Following the acclaim of his first disc, Freddy Kempf plays Schumann, the young British pianist has now turned his attention to Rachmaninov. This is in many ways a finer disc, displaying a touch that is mercurial and a tone that gleams like a golden fleece. The sonorities are as fiery as the Phlegethon as Kempf steers a course through Rachmaninov's opulent sound-world. These are performances that float notes as gracefully as any and mix dizzying virtuosity with tempered poetry.

The Second Sonata is extremely fine, and Kempf is quite incandescent in his handling of the glittering figuration. The opening chords are volcanic, erupting with a chaotic cloak of colour that mixes vermilion's with scorched yellows. The colours do not so much collide, as coalesce, as the densely chromatic decoration moves almost laterally into passages of the most intimate beauty. This is first and foremost a kaleidoscopic interpretation, one that, whilst perhaps lacking the monumental scale that Horowitz brought to the work, seeks refuge in the lyricism of the Rachmaninov of the Second Concerto. In fact, although Kempf plays the original 1913 version one is constantly aware of him looking back farther to the beginning of the century, and the Second Concerto of 1901, rather than the more contemporaneous Third Concerto from 1909.

The restoration of the 113 bars cut for the 1931 version gives this work an homogeneity that is now easy to appreciate. The rhetoric and surging passion of the opening movement, with its rugged textures, and supremely baritonal strength (listen to Kempf at 6'01 to 6'28), are majestically drawn. The lyricism and dynamic shadings grow almost preternaturally (7'05 onwards).

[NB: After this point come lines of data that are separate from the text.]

// Copyright 2026 Element Creations Ltd.
//
// SPDX-License-Identifier: AGPL-3.0-only OR LicenseRef-Element-Commercial
// Please see LICENSE files in the repository root for full details.

fn main() {
    let schema = sweeper_config::root_schema();
    serde_json::to_writer_pretty(std::io::stdout(), &schema).expect("Failed to serialize schema");
}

Kempf gives his second movement - marked only non-allegro - attacca - a dreamy landscape of delicious seductiveness, the harmonies more clearly Scriabinesque than we usually hear. From 2'48 to 3'14 you can hear exactly how Kempf links this Sonata back to the sound of the Second Concerto. The final movement is a veritable tour de force, and Kempf's pianism here reaches transcendental peaks. The Romanticism of this movement is red-blooded, with a potent, almost sexually charged dynamism. The colours are almost always darker than before - crimson tides, with an almost port-wined darkness to his tone. From 5'02 he launches the final pages with wild abandon.

A colleague recently sent me a copy of a CDR performance of Kempf playing the Op.36 Sonata at the Shirakawa Hall in Nagoya (from Kempf's 1999 Japanese tour). If anything, this is an even more incandescent performance, with the colours more fin-de-siecle than in this recorded version. There is added spaciousness to the slow movement, a more varied sense of poetic bewilderment, and an almost Homeric mystery to the movement's development. This is then contrasted by a more mercurial tension to the closing allegro and a dramatic tempest of almost frenetic passion.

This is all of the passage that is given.